◆ **Work required**
Return, from the material below, each line in which "HomeTemplate" occurs.

(Entries supplied)

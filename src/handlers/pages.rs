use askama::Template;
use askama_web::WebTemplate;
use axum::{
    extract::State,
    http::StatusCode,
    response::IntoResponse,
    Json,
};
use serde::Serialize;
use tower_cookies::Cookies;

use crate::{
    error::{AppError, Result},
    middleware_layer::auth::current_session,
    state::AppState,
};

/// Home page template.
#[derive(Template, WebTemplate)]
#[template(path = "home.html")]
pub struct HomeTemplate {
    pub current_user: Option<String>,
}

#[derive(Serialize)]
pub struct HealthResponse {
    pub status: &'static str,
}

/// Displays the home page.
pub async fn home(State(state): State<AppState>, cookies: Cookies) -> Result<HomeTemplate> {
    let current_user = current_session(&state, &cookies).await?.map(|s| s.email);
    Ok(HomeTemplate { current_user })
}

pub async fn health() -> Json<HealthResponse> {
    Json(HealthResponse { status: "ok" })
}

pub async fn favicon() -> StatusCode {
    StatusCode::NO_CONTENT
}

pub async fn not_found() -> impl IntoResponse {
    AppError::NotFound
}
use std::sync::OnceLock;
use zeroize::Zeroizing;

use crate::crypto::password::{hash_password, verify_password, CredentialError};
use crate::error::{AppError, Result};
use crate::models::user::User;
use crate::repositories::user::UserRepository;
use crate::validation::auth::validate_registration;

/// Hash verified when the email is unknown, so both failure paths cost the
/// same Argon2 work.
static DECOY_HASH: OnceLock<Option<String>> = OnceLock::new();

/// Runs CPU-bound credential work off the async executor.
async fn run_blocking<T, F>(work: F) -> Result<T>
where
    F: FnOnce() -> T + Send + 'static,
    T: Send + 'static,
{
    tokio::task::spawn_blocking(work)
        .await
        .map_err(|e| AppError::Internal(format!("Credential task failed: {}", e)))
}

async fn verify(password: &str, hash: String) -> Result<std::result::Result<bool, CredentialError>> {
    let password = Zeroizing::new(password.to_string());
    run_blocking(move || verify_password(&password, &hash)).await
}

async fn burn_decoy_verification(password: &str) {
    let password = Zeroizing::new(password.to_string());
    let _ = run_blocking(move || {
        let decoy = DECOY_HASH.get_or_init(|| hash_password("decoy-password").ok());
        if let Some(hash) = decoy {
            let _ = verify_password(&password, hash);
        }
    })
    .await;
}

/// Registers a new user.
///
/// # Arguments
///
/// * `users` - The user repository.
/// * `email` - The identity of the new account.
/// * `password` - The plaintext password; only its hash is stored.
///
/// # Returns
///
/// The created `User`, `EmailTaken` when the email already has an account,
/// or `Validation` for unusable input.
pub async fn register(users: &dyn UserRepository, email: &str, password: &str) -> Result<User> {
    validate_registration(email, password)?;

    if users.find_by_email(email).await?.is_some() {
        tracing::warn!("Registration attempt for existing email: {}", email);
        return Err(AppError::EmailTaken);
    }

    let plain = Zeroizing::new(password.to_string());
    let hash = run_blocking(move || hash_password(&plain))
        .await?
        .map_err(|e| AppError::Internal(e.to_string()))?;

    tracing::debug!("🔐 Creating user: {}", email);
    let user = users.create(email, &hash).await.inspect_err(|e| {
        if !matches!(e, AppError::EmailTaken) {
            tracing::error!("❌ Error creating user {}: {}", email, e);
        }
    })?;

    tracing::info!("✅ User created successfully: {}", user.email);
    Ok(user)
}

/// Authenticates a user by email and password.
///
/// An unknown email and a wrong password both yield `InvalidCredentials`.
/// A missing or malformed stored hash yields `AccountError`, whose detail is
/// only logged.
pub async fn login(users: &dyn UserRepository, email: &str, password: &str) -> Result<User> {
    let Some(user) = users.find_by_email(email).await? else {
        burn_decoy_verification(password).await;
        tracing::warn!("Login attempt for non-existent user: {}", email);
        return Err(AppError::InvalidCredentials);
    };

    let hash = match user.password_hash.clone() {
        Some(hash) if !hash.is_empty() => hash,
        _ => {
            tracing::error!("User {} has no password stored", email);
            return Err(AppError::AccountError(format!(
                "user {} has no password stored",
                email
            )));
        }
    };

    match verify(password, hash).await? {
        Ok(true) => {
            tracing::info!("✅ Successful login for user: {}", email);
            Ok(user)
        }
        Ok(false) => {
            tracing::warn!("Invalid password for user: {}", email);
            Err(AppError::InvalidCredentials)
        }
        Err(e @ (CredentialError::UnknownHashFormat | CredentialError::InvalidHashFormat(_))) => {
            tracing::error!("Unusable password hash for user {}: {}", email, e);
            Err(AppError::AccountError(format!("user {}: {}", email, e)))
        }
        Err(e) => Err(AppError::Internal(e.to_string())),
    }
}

(End Entries supplied)
(Entries supplied)

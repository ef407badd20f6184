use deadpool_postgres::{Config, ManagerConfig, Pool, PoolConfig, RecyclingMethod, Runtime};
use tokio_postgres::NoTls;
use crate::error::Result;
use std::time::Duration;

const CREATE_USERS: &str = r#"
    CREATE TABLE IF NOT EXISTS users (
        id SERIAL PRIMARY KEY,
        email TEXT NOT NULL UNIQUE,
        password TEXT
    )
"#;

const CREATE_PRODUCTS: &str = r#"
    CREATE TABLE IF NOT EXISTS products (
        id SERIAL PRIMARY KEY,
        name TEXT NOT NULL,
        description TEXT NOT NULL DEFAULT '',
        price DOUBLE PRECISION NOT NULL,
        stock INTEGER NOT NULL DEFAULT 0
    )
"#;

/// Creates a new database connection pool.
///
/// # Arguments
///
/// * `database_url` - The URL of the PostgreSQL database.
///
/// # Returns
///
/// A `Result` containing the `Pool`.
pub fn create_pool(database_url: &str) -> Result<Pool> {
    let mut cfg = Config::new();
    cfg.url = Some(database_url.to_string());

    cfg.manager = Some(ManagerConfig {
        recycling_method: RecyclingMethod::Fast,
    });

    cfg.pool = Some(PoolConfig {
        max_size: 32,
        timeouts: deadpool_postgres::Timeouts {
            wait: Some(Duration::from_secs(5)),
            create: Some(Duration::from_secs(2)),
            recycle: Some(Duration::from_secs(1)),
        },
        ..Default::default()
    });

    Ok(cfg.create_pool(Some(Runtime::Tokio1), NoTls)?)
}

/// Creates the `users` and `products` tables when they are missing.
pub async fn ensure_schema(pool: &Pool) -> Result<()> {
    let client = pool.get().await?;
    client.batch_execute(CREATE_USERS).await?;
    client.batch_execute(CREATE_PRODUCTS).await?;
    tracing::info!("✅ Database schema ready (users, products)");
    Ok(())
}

(End Entries supplied)
(Entries supplied)

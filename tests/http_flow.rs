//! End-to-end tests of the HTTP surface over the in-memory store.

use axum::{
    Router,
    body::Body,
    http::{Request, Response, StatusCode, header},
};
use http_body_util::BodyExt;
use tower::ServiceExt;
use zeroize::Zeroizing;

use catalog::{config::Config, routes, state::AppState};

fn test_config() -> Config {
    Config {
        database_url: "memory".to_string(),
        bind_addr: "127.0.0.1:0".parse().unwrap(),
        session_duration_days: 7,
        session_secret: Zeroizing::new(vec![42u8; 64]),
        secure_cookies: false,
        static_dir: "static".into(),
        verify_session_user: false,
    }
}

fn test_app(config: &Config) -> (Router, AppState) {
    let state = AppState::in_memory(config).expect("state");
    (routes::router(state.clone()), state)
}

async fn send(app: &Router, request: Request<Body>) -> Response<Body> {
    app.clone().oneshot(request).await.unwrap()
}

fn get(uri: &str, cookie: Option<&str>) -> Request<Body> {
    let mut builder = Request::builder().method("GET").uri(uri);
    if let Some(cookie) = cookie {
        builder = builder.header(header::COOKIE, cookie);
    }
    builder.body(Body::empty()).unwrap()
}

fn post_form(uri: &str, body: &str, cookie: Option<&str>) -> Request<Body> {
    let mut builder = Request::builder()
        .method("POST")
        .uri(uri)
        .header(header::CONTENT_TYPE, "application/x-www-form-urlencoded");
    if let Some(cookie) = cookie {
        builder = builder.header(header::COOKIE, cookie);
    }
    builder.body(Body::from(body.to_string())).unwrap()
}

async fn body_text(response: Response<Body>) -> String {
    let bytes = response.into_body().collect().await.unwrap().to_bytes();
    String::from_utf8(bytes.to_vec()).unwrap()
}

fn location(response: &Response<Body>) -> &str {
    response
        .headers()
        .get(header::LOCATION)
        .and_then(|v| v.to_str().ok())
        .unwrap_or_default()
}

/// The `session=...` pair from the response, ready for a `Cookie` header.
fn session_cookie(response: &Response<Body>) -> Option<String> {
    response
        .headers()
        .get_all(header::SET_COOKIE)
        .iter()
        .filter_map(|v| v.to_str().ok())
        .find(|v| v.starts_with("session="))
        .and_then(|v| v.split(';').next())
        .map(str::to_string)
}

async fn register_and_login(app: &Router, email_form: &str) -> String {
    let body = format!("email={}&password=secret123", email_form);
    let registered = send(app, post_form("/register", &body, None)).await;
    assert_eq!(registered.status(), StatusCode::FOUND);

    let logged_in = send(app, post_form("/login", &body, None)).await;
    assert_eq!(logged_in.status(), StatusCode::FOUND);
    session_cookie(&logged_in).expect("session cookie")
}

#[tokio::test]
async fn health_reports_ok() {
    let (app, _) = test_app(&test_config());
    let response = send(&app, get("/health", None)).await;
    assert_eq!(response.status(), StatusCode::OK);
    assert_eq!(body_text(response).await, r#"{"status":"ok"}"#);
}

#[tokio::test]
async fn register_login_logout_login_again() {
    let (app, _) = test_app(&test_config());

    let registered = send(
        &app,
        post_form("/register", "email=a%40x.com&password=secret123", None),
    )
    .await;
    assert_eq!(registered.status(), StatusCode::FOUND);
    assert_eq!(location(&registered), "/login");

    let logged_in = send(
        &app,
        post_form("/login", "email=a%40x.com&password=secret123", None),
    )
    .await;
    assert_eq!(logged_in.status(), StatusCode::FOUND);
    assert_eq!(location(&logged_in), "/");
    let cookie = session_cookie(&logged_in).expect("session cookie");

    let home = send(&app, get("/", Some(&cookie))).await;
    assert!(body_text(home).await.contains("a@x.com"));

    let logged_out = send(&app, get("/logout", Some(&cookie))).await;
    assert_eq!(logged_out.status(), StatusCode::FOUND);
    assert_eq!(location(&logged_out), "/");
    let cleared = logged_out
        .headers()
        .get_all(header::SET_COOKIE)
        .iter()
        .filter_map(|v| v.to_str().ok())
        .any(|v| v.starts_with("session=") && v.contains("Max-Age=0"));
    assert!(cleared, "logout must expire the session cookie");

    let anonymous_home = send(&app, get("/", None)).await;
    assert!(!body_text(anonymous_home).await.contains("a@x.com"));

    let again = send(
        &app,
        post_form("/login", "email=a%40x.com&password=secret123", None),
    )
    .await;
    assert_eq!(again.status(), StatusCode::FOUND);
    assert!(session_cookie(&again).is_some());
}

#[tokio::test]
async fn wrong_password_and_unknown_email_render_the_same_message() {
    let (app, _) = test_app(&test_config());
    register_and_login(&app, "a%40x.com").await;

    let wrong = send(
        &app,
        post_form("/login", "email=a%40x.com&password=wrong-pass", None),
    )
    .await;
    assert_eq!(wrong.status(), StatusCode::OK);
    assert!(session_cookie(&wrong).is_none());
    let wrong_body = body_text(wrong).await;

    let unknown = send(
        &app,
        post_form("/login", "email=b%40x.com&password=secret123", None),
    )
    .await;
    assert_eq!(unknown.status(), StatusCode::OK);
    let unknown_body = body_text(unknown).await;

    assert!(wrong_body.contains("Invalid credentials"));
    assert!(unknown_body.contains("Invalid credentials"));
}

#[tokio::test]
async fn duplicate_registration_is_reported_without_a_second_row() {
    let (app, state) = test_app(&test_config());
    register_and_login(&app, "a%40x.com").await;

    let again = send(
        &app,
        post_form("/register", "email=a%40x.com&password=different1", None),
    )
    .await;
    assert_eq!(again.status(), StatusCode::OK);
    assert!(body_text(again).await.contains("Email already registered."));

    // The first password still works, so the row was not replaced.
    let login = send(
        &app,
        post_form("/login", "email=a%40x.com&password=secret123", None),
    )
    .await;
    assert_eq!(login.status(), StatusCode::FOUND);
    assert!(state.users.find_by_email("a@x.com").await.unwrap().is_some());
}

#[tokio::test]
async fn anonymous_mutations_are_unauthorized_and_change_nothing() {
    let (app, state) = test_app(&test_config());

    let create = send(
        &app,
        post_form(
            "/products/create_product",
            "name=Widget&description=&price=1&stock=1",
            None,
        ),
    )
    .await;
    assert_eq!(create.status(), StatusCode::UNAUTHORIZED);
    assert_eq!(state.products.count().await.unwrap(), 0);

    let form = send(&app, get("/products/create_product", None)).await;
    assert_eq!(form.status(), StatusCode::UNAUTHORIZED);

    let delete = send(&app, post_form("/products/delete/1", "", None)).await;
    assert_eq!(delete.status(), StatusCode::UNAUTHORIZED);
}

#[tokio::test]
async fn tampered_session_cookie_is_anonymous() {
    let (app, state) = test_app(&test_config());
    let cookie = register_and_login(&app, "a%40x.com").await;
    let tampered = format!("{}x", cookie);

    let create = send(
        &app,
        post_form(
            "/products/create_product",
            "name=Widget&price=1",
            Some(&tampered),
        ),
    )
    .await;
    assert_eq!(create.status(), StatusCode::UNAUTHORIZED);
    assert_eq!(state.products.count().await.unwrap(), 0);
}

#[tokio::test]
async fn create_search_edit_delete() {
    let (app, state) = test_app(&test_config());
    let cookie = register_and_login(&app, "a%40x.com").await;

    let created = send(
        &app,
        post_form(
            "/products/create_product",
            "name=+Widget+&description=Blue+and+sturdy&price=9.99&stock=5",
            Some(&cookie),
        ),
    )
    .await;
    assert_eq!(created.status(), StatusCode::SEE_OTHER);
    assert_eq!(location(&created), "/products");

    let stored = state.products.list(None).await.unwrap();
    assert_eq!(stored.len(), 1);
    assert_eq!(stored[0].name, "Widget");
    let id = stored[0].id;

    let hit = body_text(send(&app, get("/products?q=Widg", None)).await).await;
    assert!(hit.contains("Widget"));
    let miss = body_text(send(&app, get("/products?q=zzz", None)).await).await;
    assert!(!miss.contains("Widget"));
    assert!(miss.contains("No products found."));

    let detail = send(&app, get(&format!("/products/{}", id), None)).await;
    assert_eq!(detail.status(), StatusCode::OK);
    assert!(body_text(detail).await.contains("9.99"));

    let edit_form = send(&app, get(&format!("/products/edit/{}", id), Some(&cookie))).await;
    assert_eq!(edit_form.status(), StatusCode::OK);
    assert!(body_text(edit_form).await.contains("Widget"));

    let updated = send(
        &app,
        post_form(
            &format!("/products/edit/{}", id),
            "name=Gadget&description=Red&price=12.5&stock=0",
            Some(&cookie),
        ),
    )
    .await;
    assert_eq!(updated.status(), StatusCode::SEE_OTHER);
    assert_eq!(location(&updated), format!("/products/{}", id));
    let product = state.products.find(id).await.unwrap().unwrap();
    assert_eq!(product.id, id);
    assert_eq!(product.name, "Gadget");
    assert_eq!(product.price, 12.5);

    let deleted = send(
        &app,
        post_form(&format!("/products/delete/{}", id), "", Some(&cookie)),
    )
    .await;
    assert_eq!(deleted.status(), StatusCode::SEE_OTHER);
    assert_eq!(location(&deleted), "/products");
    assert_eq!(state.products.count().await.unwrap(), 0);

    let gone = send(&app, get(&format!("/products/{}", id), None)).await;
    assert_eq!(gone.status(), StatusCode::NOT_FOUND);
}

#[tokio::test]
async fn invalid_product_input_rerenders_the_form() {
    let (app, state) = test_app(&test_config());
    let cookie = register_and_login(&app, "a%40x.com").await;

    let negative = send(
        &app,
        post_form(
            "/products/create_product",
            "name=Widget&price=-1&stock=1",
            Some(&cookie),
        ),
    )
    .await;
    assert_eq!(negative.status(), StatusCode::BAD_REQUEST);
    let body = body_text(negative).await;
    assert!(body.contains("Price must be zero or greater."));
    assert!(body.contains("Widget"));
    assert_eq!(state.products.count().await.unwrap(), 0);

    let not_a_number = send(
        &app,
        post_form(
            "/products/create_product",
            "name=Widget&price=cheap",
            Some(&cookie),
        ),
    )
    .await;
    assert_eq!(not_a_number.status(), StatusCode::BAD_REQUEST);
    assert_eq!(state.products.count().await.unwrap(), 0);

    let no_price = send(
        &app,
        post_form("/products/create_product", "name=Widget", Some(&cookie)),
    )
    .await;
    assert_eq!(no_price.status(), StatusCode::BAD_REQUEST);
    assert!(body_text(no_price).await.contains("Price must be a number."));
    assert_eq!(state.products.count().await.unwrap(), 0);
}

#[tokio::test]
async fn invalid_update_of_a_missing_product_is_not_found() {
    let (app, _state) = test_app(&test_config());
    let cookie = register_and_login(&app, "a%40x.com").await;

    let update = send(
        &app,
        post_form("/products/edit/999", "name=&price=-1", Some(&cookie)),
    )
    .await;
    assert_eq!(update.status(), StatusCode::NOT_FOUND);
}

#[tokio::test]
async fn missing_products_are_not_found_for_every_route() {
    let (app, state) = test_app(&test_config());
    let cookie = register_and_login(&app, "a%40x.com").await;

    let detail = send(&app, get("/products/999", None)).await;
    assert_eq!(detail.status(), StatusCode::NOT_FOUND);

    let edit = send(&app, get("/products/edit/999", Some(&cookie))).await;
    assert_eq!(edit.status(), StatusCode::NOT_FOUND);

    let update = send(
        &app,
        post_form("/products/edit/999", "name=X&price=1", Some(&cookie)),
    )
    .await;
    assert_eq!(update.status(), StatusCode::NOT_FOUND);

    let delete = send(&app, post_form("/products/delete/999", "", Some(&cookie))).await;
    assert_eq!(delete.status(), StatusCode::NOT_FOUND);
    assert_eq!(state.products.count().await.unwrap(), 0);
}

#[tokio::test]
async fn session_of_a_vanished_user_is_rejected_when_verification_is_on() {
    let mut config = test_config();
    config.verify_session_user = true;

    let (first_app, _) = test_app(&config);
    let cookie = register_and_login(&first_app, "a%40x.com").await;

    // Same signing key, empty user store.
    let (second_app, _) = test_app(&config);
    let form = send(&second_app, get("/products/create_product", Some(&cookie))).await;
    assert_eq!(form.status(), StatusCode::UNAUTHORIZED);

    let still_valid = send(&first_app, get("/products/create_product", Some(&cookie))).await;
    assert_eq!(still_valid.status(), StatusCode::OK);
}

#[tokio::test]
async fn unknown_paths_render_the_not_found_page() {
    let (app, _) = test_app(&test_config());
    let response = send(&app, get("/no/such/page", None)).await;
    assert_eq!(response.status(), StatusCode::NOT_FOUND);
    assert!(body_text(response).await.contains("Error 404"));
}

(End Entries supplied)

◆ **Solution for this task**
pub struct HomeTemplate {
pub async fn home(State(state): State<AppState>, cookies: Cookies) -> Result<HomeTemplate> {
    Ok(HomeTemplate { current_user })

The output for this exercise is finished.